■ What to do ■
Lines from the material below that hold the string "hits" are what is needed; copy each of them.

--------------------------------

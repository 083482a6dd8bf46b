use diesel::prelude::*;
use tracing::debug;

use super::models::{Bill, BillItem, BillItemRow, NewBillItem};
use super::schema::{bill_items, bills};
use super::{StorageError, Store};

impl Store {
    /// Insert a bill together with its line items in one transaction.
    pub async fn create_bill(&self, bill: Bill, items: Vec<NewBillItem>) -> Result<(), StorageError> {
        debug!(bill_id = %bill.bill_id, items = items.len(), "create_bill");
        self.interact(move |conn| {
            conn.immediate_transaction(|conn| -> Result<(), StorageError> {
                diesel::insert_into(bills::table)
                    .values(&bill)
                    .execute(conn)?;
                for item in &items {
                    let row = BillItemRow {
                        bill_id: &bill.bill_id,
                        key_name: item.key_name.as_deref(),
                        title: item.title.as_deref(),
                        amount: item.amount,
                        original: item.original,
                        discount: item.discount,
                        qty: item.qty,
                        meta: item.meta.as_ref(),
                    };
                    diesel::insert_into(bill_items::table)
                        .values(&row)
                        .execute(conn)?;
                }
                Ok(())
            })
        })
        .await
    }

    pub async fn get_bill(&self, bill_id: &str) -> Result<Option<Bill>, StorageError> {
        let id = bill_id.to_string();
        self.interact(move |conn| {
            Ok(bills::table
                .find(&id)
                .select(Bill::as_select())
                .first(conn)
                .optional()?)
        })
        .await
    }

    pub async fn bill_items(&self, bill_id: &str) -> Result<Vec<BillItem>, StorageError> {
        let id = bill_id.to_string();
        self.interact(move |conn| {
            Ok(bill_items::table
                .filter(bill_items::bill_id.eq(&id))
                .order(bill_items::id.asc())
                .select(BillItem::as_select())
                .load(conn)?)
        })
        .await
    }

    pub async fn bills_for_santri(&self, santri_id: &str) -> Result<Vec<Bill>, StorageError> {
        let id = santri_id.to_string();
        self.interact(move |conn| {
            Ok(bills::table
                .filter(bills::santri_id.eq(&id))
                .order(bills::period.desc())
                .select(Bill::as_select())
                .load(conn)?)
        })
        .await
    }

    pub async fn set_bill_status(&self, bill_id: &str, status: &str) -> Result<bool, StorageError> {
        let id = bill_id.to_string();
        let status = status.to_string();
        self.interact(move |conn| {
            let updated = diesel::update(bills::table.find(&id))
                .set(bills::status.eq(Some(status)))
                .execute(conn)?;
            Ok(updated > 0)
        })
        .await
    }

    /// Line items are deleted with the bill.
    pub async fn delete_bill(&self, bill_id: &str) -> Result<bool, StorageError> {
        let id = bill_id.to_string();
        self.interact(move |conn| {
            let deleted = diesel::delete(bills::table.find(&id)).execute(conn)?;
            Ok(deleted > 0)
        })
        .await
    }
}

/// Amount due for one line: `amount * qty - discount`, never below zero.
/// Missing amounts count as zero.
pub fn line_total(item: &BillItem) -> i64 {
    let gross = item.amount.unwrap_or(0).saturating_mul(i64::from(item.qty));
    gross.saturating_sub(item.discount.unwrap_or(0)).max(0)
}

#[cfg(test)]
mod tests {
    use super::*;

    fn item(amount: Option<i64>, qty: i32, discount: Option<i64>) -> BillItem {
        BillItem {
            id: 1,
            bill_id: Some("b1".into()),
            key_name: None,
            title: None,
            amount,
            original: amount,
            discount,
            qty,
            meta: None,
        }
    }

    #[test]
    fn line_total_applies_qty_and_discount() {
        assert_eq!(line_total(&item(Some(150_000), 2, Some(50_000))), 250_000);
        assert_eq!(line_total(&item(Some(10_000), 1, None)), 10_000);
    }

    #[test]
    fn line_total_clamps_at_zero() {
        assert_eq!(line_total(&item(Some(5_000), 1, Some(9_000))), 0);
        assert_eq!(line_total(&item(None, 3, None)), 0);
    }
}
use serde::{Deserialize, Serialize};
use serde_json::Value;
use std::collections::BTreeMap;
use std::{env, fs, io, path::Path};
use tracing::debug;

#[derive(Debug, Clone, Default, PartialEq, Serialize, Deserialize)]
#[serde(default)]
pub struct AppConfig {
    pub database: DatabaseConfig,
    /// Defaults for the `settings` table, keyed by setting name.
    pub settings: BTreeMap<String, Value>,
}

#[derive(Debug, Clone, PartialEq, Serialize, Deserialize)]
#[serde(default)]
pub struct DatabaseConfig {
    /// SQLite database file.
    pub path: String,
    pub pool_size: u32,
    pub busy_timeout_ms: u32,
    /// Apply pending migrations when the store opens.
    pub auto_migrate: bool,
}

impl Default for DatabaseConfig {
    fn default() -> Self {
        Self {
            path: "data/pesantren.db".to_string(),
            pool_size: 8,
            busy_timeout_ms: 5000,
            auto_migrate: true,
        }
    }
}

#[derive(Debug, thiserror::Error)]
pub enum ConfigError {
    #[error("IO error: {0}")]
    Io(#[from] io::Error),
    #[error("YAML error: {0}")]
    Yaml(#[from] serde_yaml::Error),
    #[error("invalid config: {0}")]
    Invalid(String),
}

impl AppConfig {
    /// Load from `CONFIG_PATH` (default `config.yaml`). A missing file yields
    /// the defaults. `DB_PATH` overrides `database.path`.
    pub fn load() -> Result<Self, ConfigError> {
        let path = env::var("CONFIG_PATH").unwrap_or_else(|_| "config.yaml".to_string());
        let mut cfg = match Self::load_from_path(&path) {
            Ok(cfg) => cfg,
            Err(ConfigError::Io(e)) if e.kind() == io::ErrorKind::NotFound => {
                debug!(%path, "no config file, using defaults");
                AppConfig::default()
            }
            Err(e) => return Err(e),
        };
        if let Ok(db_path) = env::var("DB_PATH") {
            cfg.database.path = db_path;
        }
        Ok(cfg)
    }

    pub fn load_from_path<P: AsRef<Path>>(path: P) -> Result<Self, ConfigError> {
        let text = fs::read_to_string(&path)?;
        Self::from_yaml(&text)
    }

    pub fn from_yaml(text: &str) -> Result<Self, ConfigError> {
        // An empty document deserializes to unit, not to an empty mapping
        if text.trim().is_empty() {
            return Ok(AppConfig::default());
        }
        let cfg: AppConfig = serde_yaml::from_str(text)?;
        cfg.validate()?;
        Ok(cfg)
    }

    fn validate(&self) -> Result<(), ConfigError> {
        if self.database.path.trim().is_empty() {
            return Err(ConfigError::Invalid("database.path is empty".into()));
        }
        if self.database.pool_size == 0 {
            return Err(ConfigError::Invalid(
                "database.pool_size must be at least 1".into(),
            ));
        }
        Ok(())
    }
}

--------------------------------

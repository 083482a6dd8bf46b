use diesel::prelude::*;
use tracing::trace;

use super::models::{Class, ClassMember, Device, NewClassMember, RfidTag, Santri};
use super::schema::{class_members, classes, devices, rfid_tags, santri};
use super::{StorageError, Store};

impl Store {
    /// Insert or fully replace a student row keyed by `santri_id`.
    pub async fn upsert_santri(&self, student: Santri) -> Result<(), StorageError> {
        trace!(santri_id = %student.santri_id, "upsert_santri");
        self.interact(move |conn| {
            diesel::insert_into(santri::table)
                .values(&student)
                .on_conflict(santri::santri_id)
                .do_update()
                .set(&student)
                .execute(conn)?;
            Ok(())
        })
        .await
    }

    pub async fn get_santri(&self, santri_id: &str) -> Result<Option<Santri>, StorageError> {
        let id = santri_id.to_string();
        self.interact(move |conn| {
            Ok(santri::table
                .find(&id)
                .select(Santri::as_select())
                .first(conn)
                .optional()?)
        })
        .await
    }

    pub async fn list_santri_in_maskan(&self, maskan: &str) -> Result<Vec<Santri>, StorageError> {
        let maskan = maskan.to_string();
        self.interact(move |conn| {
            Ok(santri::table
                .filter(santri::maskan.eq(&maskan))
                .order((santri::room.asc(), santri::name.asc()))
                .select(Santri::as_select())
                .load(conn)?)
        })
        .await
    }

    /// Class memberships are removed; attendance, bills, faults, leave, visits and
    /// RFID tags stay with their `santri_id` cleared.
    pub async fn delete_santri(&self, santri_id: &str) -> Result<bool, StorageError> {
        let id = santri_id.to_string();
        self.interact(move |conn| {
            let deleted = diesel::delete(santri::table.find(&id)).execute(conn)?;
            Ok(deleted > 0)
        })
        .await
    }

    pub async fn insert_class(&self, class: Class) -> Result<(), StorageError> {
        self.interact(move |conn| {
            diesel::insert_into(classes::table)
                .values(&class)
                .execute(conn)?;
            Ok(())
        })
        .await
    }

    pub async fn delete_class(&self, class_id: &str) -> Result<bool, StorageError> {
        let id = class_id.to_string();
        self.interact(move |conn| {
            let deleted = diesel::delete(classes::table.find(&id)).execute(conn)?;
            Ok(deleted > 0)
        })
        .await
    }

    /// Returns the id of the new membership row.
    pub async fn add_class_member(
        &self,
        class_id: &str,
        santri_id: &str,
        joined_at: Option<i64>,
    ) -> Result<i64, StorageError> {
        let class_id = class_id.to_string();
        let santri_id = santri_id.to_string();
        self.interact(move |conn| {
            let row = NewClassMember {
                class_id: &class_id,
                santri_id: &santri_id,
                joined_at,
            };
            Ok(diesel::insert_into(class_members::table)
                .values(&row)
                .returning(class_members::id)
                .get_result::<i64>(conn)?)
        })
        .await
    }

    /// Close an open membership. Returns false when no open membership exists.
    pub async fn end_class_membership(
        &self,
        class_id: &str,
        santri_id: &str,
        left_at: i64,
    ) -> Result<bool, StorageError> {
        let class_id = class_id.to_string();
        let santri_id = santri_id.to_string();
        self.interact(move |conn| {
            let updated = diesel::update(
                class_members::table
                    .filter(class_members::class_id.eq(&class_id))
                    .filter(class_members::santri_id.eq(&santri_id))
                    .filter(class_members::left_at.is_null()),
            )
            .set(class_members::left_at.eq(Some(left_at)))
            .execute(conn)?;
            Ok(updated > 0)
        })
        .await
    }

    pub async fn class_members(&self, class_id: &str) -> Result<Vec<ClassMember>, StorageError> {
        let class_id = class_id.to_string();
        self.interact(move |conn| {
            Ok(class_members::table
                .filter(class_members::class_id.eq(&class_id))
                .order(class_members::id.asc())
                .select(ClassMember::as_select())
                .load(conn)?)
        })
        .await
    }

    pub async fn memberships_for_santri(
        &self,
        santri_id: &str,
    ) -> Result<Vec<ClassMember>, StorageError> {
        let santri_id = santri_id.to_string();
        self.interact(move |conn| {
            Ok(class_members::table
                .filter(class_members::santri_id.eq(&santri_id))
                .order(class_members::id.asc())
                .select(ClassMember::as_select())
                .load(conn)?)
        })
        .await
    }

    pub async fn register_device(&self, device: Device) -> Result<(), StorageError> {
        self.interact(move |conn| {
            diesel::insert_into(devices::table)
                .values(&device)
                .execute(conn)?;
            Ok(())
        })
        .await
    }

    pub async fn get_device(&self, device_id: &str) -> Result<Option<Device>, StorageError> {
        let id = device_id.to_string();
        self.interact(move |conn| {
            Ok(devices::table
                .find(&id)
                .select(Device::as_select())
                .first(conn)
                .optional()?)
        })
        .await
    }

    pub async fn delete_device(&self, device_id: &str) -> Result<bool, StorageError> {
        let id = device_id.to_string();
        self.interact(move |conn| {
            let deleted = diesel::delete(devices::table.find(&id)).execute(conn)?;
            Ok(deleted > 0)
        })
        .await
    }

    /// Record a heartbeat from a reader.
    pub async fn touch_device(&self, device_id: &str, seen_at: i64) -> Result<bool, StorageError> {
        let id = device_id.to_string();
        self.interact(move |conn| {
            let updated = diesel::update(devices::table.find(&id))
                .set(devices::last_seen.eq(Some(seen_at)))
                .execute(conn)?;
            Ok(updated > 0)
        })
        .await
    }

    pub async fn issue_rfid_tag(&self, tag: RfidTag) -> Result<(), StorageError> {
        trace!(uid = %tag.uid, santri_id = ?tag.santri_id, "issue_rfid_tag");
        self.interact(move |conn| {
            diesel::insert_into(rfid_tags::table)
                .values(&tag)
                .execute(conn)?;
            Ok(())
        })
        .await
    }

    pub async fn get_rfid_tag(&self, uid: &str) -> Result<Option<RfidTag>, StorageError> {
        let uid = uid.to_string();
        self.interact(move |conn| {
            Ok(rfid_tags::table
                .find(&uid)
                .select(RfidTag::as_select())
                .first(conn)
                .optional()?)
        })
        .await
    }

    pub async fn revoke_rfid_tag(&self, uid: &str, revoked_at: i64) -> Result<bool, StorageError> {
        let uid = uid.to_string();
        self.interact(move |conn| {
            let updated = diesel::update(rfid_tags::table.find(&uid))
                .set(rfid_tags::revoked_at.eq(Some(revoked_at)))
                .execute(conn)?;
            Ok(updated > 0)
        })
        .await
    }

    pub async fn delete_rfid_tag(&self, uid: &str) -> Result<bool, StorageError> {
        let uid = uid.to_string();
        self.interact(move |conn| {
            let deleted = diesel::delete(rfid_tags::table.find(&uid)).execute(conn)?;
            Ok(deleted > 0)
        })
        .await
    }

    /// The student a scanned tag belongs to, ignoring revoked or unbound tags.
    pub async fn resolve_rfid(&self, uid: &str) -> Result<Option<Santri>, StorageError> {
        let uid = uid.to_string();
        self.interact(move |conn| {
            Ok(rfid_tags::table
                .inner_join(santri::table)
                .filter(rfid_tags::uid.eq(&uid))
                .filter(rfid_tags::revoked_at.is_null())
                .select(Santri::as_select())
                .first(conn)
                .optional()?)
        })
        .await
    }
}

--------------------------------

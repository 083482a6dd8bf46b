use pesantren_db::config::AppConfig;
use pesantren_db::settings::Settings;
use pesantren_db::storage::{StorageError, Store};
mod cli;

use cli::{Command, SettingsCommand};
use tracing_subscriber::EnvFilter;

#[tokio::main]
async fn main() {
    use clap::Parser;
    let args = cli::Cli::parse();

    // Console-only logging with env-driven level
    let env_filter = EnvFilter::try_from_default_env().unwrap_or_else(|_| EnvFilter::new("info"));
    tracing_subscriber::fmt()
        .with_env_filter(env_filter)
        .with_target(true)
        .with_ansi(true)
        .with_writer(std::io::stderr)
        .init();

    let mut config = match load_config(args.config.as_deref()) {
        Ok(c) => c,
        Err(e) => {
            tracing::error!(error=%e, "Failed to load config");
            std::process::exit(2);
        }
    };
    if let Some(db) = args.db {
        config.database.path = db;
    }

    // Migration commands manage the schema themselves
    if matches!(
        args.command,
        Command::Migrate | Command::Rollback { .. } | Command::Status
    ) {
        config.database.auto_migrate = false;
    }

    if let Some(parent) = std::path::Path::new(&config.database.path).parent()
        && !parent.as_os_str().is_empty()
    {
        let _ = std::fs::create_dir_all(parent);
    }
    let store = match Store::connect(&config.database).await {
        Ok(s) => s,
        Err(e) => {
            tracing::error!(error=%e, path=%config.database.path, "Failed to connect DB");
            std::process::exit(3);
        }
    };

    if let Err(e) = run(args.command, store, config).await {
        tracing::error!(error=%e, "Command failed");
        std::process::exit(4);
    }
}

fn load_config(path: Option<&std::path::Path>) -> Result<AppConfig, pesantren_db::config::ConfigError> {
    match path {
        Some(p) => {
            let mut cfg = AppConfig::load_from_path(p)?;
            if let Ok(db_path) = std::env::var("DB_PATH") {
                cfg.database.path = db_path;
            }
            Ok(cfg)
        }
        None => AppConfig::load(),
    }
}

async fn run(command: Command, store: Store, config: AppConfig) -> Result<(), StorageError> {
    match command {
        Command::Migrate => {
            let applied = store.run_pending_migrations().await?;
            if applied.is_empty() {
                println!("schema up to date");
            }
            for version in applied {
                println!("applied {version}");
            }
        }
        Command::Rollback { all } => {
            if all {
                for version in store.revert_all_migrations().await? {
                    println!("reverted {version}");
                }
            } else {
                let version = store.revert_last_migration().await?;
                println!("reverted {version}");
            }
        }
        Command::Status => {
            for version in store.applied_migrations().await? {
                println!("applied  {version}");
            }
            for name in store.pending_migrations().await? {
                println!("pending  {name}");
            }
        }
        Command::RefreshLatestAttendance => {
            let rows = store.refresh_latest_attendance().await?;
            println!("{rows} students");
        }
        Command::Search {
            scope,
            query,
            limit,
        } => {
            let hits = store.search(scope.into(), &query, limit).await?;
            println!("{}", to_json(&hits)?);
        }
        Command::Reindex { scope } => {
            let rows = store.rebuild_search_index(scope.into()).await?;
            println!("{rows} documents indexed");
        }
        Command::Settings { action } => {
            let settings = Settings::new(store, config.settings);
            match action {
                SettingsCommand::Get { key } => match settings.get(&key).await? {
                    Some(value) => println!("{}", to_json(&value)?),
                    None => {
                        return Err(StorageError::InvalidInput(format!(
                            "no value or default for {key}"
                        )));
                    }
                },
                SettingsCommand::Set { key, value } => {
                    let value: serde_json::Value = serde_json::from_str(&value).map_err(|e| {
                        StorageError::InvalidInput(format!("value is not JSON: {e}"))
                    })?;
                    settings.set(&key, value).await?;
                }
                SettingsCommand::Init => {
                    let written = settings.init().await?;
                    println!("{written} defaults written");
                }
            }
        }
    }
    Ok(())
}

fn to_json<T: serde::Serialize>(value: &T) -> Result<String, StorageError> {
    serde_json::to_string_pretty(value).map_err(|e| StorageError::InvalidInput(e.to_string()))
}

--------------------------------

■ Solution for this problem ■
            let hits = store.search(scope.into(), &query, limit).await?;
            println!("{}", to_json(&hits)?);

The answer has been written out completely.